DATA IN THIS EXERCISE section start
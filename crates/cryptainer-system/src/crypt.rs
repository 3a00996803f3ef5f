//! System-backed `BlockCrypto` implementation wrapping `cryptsetup`.
//!
//! Passphrases are fed through stdin (`--key-file -`) so they never appear
//! in the process table. Old cryptsetup releases without the unified
//! `open`/`close` verbs are handled via `luksOpen`/`luksClose` fallbacks.

use crate::command::{action_unsupported, output_diagnostic, resolve_binary, Output, ToolCommand};
use cryptainer_core::config::CryptainerConfig;
use cryptainer_core::error::{CryptainerError, CryptainerResult};
use cryptainer_core::resources::{BlockCrypto, MappingState};
use std::path::Path;

const DEFAULT_CRYPTSETUP_PATHS: &[&str] = &[
    "/usr/sbin/cryptsetup",
    "/usr/bin/cryptsetup",
    "/sbin/cryptsetup",
    "/bin/cryptsetup",
    "/usr/local/sbin/cryptsetup",
];

#[derive(Debug, Clone)]
pub struct SystemBlockCrypto {
    cryptsetup: ToolCommand,
}

impl SystemBlockCrypto {
    pub fn from_config(config: &CryptainerConfig) -> CryptainerResult<Self> {
        let binary = resolve_binary(
            config.system.cryptsetup_path.as_deref(),
            DEFAULT_CRYPTSETUP_PATHS,
            "cryptsetup",
        )?;
        Ok(Self {
            cryptsetup: ToolCommand::new(binary, config.command_timeout()),
        })
    }
}

impl BlockCrypto for SystemBlockCrypto {
    type Error = CryptainerError;

    fn format(&self, device: &str, passphrase: &[u8]) -> CryptainerResult<()> {
        let out = self.cryptsetup.run(
            &[
                "luksFormat",
                "--type",
                "luks2",
                "--batch-mode",
                "--key-file",
                "-",
                device,
            ],
            Some(passphrase),
        )?;
        if out.status == 0 {
            return Ok(());
        }

        Err(CryptainerError::System(format!(
            "cryptsetup failed to initialise encryption on {device}: {} (exit code {})",
            output_diagnostic(&out),
            out.status
        )))
    }

    fn open(&self, device: &str, name: &str, passphrase: &[u8]) -> CryptainerResult<()> {
        let primary_args = [
            "open",
            "--type",
            "luks",
            "--batch-mode",
            "--key-file",
            "-",
            device,
            name,
        ];
        let mut out = self.cryptsetup.run(&primary_args, Some(passphrase))?;

        if out.status != 0 && action_unsupported(&out) {
            let fallback_args = ["luksOpen", "--batch-mode", "--key-file", "-", device, name];
            out = self.cryptsetup.run(&fallback_args, Some(passphrase))?;
        }

        if out.status == 0 || dev_mapper_node_exists(name) {
            return Ok(());
        }

        let diagnostic = output_diagnostic(&out);
        if wrong_passphrase(&diagnostic) {
            return Err(CryptainerError::AuthenticationFailed(name.to_string()));
        }

        Err(CryptainerError::System(format!(
            "cryptsetup failed to open mapping `{name}` from {device}: {diagnostic} (exit code {})",
            out.status
        )))
    }

    fn close(&self, name: &str) -> CryptainerResult<()> {
        let mut out = self.cryptsetup.run(&["close", name], None)?;
        if out.status != 0 && action_unsupported(&out) {
            out = self.cryptsetup.run(&["luksClose", name], None)?;
        }

        if out.status == 0 {
            return Ok(());
        }

        let diagnostic = output_diagnostic(&out);
        let lower = diagnostic.to_ascii_lowercase();
        if lower.contains("does not exist")
            || lower.contains("doesn't exist")
            || lower.contains("not active")
        {
            // Already closed; the state we wanted.
            return Ok(());
        }

        Err(CryptainerError::System(format!(
            "cryptsetup failed to close mapping `{name}`: {diagnostic} (exit code {})",
            out.status
        )))
    }

    fn status(&self, name: &str) -> CryptainerResult<MappingState> {
        if dev_mapper_node_exists(name) {
            return Ok(MappingState::Active);
        }
        let out = self.cryptsetup.run(&["status", name], None)?;
        Ok(classify_status(name, &out))
    }
}

fn dev_mapper_node_exists(name: &str) -> bool {
    let root = Path::new("/dev/mapper");
    root.is_dir() && root.join(name).exists()
}

fn wrong_passphrase(diagnostic: &str) -> bool {
    let lower = diagnostic.to_ascii_lowercase();
    lower.contains("no key available")
        || lower.contains("wrong key")
        || lower.contains("passphrase is incorrect")
        || lower.contains("invalid passphrase")
}

fn classify_status(name: &str, output: &Output) -> MappingState {
    match output.status {
        0 => return MappingState::Active,
        4 => return MappingState::Inactive,
        _ => {}
    }

    let diagnostic = output_diagnostic(output);
    let lower = diagnostic.to_ascii_lowercase();
    if lower.contains("is inactive")
        || lower.contains("not active")
        || lower.contains("does not exist")
        || lower.contains("doesn't exist")
    {
        return MappingState::Inactive;
    }

    MappingState::Unknown(if diagnostic.is_empty() {
        format!("cryptsetup status {name} exited with code {}", output.status)
    } else {
        format!(
            "cryptsetup status {name} exited with code {}: {diagnostic}",
            output.status
        )
    })
}
//! Typed observer bus
//!
//! Components publish status changes and payloads through an [`EventBus`].
//! Every subscription returns a [`SubscriptionId`] that must be handed back to
//! [`EventBus::unsubscribe`] to stop delivery.
//!
//! Delivery is synchronous: [`EventBus::emit`] invokes every listener on the
//! caller's stack, in subscription order, before returning.

use std::fmt;
use std::sync::{Arc, Mutex, MutexGuard, PoisonError};

type Listener<T> = Arc<dyn Fn(&T) + Send + Sync>;

/// Token identifying one subscription on one bus
#[derive(Debug, Clone, Copy, PartialEq, Eq, Hash)]
pub struct SubscriptionId(u64);

struct Listeners<T> {
    next_id: u64,
    entries: Vec<(SubscriptionId, Listener<T>)>,
}

/// A list of listeners for events of type `T`
///
/// Clones share the same listener list.
pub struct EventBus<T> {
    listeners: Arc<Mutex<Listeners<T>>>,
}

impl<T> EventBus<T> {
    /// Create an empty bus
    #[must_use]
    pub fn new() -> Self {
        Self {
            listeners: Arc::new(Mutex::new(Listeners {
                next_id: 0,
                entries: Vec::new(),
            })),
        }
    }

    fn lock(&self) -> MutexGuard<'_, Listeners<T>> {
        self.listeners.lock().unwrap_or_else(PoisonError::into_inner)
    }

    /// Register a listener
    pub fn subscribe<F>(&self, listener: F) -> SubscriptionId
    where
        F: Fn(&T) + Send + Sync + 'static,
    {
        let mut listeners = self.lock();
        let id = SubscriptionId(listeners.next_id);
        listeners.next_id += 1;
        listeners.entries.push((id, Arc::new(listener)));
        id
    }

    /// Remove a listener
    ///
    /// Returns `false` if the id was unknown (already removed or from another bus).
    pub fn unsubscribe(&self, id: SubscriptionId) -> bool {
        let mut listeners = self.lock();
        let before = listeners.entries.len();
        listeners.entries.retain(|(entry, _)| *entry != id);
        listeners.entries.len() != before
    }

    /// Deliver an event to every current listener
    pub fn emit(&self, event: &T) {
        // Snapshot so listeners can (un)subscribe without deadlocking
        let snapshot: Vec<Listener<T>> = self
            .lock()
            .entries
            .iter()
            .map(|(_, listener)| Arc::clone(listener))
            .collect();

        for listener in snapshot {
            listener(event);
        }
    }

    /// Number of registered listeners
    #[must_use]
    pub fn len(&self) -> usize {
        self.lock().entries.len()
    }

    /// Whether no listener is registered
    #[must_use]
    pub fn is_empty(&self) -> bool {
        self.lock().entries.is_empty()
    }

    /// Drop every listener
    pub fn clear(&self) {
        self.lock().entries.clear();
    }
}

impl<T> Default for EventBus<T> {
    fn default() -> Self {
        Self::new()
    }
}

impl<T> Clone for EventBus<T> {
    fn clone(&self) -> Self {
        Self {
            listeners: Arc::clone(&self.listeners),
        }
    }
}

impl<T> fmt::Debug for EventBus<T> {
    fn fmt(&self, f: &mut fmt::Formatter<'_>) -> fmt::Result {
        f.debug_struct("EventBus")
            .field("listeners", &self.len())
            .finish()
    }
}

#[cfg(test)]
mod tests {
    use std::sync::atomic::{AtomicUsize, Ordering};

    use super::*;

    #[test]
    fn emit_reaches_listeners_in_order() {
        let bus = EventBus::<u32>::new();
        let seen = Arc::new(Mutex::new(Vec::new()));

        let first = Arc::clone(&seen);
        bus.subscribe(move |v| first.lock().unwrap().push(("a", *v)));
        let second = Arc::clone(&seen);
        bus.subscribe(move |v| second.lock().unwrap().push(("b", *v)));

        bus.emit(&7);

        assert_eq!(*seen.lock().unwrap(), vec![("a", 7), ("b", 7)]);
    }

    #[test]
    fn unsubscribe_stops_delivery() {
        let bus = EventBus::<()>::new();
        let count = Arc::new(AtomicUsize::new(0));
        let counter = Arc::clone(&count);
        let id = bus.subscribe(move |()| {
            counter.fetch_add(1, Ordering::SeqCst);
        });

        bus.emit(&());
        assert!(bus.unsubscribe(id));
        assert!(!bus.unsubscribe(id));
        bus.emit(&());

        assert_eq!(count.load(Ordering::SeqCst), 1);
        assert!(bus.is_empty());
    }

    #[test]
    fn listener_may_unsubscribe_itself() {
        let bus = EventBus::<u8>::new();
        let slot: Arc<Mutex<Option<SubscriptionId>>> = Arc::new(Mutex::new(None));

        let inner_bus = bus.clone();
        let inner_slot = Arc::clone(&slot);
        let id = bus.subscribe(move |_| {
            if let Some(id) = inner_slot.lock().unwrap().take() {
                inner_bus.unsubscribe(id);
            }
        });
        *slot.lock().unwrap() = Some(id);

        bus.emit(&1);
        assert_eq!(bus.len(), 0);
    }

    #[test]
    fn clones_share_listeners() {
        let bus = EventBus::<i32>::new();
        let other = bus.clone();
        other.subscribe(|_| {});
        assert_eq!(bus.len(), 1);
        bus.clear();
        assert!(other.is_empty());
    }
}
DATA IN THIS EXERCISE section end
ABOUT THIS TASK: Search the listing above for the word "config", and copy every line that has it.

RESULT OF THE EXERCISE:
use cryptainer_core::config::CryptainerConfig;
    pub fn from_config(config: &CryptainerConfig) -> CryptainerResult<Self> {
            config.system.cryptsetup_path.as_deref(),
            cryptsetup: ToolCommand::new(binary, config.command_timeout()),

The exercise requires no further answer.